James Vance (April 2, 1953 – June 5, 2017) was an American comic book writer, author and playwright, best known for his work from Kitchen Sink Press and in particular the lauded Kings in Disguise.

==Biography==
Vance's introduction into comics writing came in 1988, with his Kitchen Sink-published limited series, Kings in Disguise, later collected by W. W. Norton, with an introduction by Alan Moore, who calls it:
"One of the most moving and compelling human stories to emerge out of the graphic story medium."
This work, with art by Dan Burr, earned both a Harvey Award and an Eisner Award (both 1989) for best new series, as well as another Eisner Award for Best Single Issue (also 1989). It also made the list of the one hundred best graphic novels of all time.

In 2013, Vance and Burr published On the Ropes, the sequel to Kings in Disguise. On the Ropes was positively reviewed by, among others, the Los Angeles Times, Publishers Weekly.

Vance wrote Neil Gaiman's Mr. Hero the Newmatic Man for Tekno Comix in the mid-1990s, and was co-editor of Alan Moore and Melinda Gebbie's Lost Girls as originally serialised by Kitchen Sink Press. He contributed comic scripts for The Crow, Aliens and Predator.

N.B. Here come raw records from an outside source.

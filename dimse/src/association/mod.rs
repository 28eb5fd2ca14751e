//! DICOM association module
//!
//! This module contains the session layer of the upper layer protocol:
//! establishing associations between DICOM nodes via TCP/IP,
//! exchanging DIMSE messages over them,
//! and tearing them down.
//!
//! As an association requester, often as a service class user (SCU),
//! a new association can be started
//! via the [`ClientAssociationOptions`][1] type.
//! The minimum required properties are the accepted abstract syntaxes
//! and the TCP socket address to the target node.
//!
//! As an association acceptor,
//! usually taking the role of a service class provider (SCP),
//! a newly accepted [TCP stream][2] can be passed to
//! a previously prepared [`ServerAssociationOptions`][3],
//! or a [`Listener`](crate::listener::Listener) can do it for you.
//!
//! Either way, the outcome is an [`Association`],
//! a handle which can be cloned and shared between threads.
//! Each association runs its own thread reading PDUs from the peer,
//! so that requests can be invoked from any thread
//! while responses are correlated to them by message ID.
//!
//! [1]: crate::association::client::ClientAssociationOptions
//! [2]: std::net::TcpStream
//! [3]: crate::association::server::ServerAssociationOptions
use std::sync::Arc;

use snafu::{Backtrace, Snafu};

use crate::pdu::{AbortRQServiceProviderReason, AbortRQSource, AssociationRJ, Pdu};

pub mod client;
pub mod pdata;
pub mod pending;
pub mod server;
pub mod session;
pub mod state;

mod uid;

pub use client::ClientAssociationOptions;
pub use pdata::PDataWriter;
pub use pending::{CancelRqHandler, DimseResponse, DimseRsp, DimseRspHandler};
pub use server::{AcceptAny, AcceptCalledAeTitle, AccessControl, ServerAssociationOptions};
pub use session::{Association, IdleCheck, PresentationContextNegotiated, SessionOptions};
pub use state::{Role, State};

#[derive(Debug, Snafu)]
#[non_exhaustive]
pub enum Error {
    /// missing abstract syntax to begin negotiation
    MissingAbstractSyntax { backtrace: Backtrace },

    /// could not connect to peer
    Connect {
        source: std::io::Error,
        backtrace: Backtrace,
    },

    /// could not set up the TCP socket
    SetupSocket {
        source: std::io::Error,
        backtrace: Backtrace,
    },

    /// failed to send PDU message
    SendPdu {
        #[snafu(backtrace)]
        source: crate::pdu::writer::Error,
    },

    /// failed to send P-Data fragments on wire
    WirePData {
        source: std::io::Error,
        backtrace: Backtrace,
    },

    /// failed to write the DIMSE message
    WriteMessage {
        #[snafu(backtrace)]
        source: crate::dimse::Error,
    },

    /// failed to receive PDU message
    ReceivePdu {
        #[snafu(backtrace)]
        source: crate::pdu::reader::Error,
    },

    /// invalid DIMSE command received
    ReadCommand {
        #[snafu(backtrace)]
        source: crate::dimse::Error,
    },

    #[snafu(display("unexpected PDU from the peer: {}", pdu.short_description()))]
    #[non_exhaustive]
    UnexpectedPdu {
        /// the PDU obtained from the peer
        pdu: Box<Pdu>,
    },

    #[snafu(display("protocol version mismatch: expected {}, got {}", expected, got))]
    ProtocolVersionMismatch {
        expected: u16,
        got: u16,
        backtrace: Backtrace,
    },

    #[snafu(display("association rejected: {}", association_rj.source))]
    Rejected {
        association_rj: AssociationRJ,
        backtrace: Backtrace,
    },

    /// no presentation contexts accepted by the peer
    NoAcceptedPresentationContexts { backtrace: Backtrace },

    #[snafu(display("association aborted by the peer ({})", abort_source))]
    Aborted {
        abort_source: AbortRQSource,
        backtrace: Backtrace,
    },

    /// association aborted by this node
    AbortedLocally { backtrace: Backtrace },

    #[snafu(display("protocol violation ({}): {}", reason, detail))]
    ProtocolViolation {
        reason: AbortRQServiceProviderReason,
        detail: String,
        backtrace: Backtrace,
    },

    /// connection closed by the peer
    ConnectionClosed { backtrace: Backtrace },

    #[snafu(display("timed out waiting for {}", what))]
    Timeout {
        what: &'static str,
        backtrace: Backtrace,
    },

    #[snafu(display("no response to message {} within its deadline", message_id))]
    ResponseTimeout { message_id: u16, backtrace: Backtrace },

    #[snafu(display("operation not allowed in state {}", state))]
    InvalidState {
        state: State,
        backtrace: Backtrace,
    },

    #[snafu(display("presentation context {} is not accepted", id))]
    PresentationContextNotAccepted { id: u8, backtrace: Backtrace },

    #[snafu(display("{} requests for {} not allowed by the negotiated roles", dimse, sop_class_uid))]
    RoleNotNegotiated {
        dimse: crate::dimse::Dimse,
        sop_class_uid: String,
        backtrace: Backtrace,
    },

    /// the command set to write is not a response
    NotAResponse { backtrace: Backtrace },

    #[snafu(display("message ID {} is already in use", message_id))]
    DuplicateMessageId { message_id: u16, backtrace: Backtrace },

    /// could not spawn association thread
    SpawnThread {
        source: std::io::Error,
        backtrace: Backtrace,
    },

    #[snafu(display("association closed: {}", source))]
    Closed { source: Arc<Error> },
}

pub type Result<T, E = Error> = std::result::Result<T, E>;

impl Error {
    /// Whether this error is the association's own abort,
    /// either by the peer or by this node.
    pub fn is_abort(&self) -> bool {
        match self {
            Error::Aborted { .. } | Error::AbortedLocally { .. } => true,
            Error::Closed { source } => source.is_abort(),
            _ => false,
        }
    }

    /// The association rejection this error reports, if any.
    pub fn rejection(&self) -> Option<&AssociationRJ> {
        match self {
            Error::Rejected { association_rj, .. } => Some(association_rj),
            Error::Closed { source } => source.rejection(),
            _ => None,
        }
    }
}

Vance was married to cartoonist Kate Worley for the last ten years of her life before she succumbed to cancer in 2004. After Worley's death, Vance edited and completed (with artist Reed Waller) the final chapters of her Omaha the Cat Dancer strip, which were serialized in Sizzle magazine. He died on June 5, 2017, from cancer.

==Bibliography==
Comics work includes:

- Kings in Disguise (Kitchen Sink Press, 1988) — with artist Dan Burr
- Mr. Hero the Newmatic Man (Tekno Comix, 1995)
- Batman: Legends of the Dark Knight: Idols #80–82 (DC Comics, 1996) — with artists Dougie Braithwaite and Sean Hardy
- Aliens: Survival (Dark Horse, 1998)
- Predator: Homeworld (Dark Horse, 1999)
- Omaha the Cat Dancer in Sizzle #28–30, 32, 34–35, 38–40, 42–44, 46–49, 51, 53, 55, 56 (Eurotica, NBM Publishing, 2005–2012) — with artist Reed Waller
- On the Ropes (W. W. Norton, 2013) — with artist Dan Burr

==Awards and nominations==
In addition to his 1989 Eisner and Harvey Awards wins (with Dan Burr), Vance was also a 1990 Eisner-nominee with Burr for Kings in Disguise, and a 1991-nominee as best writer.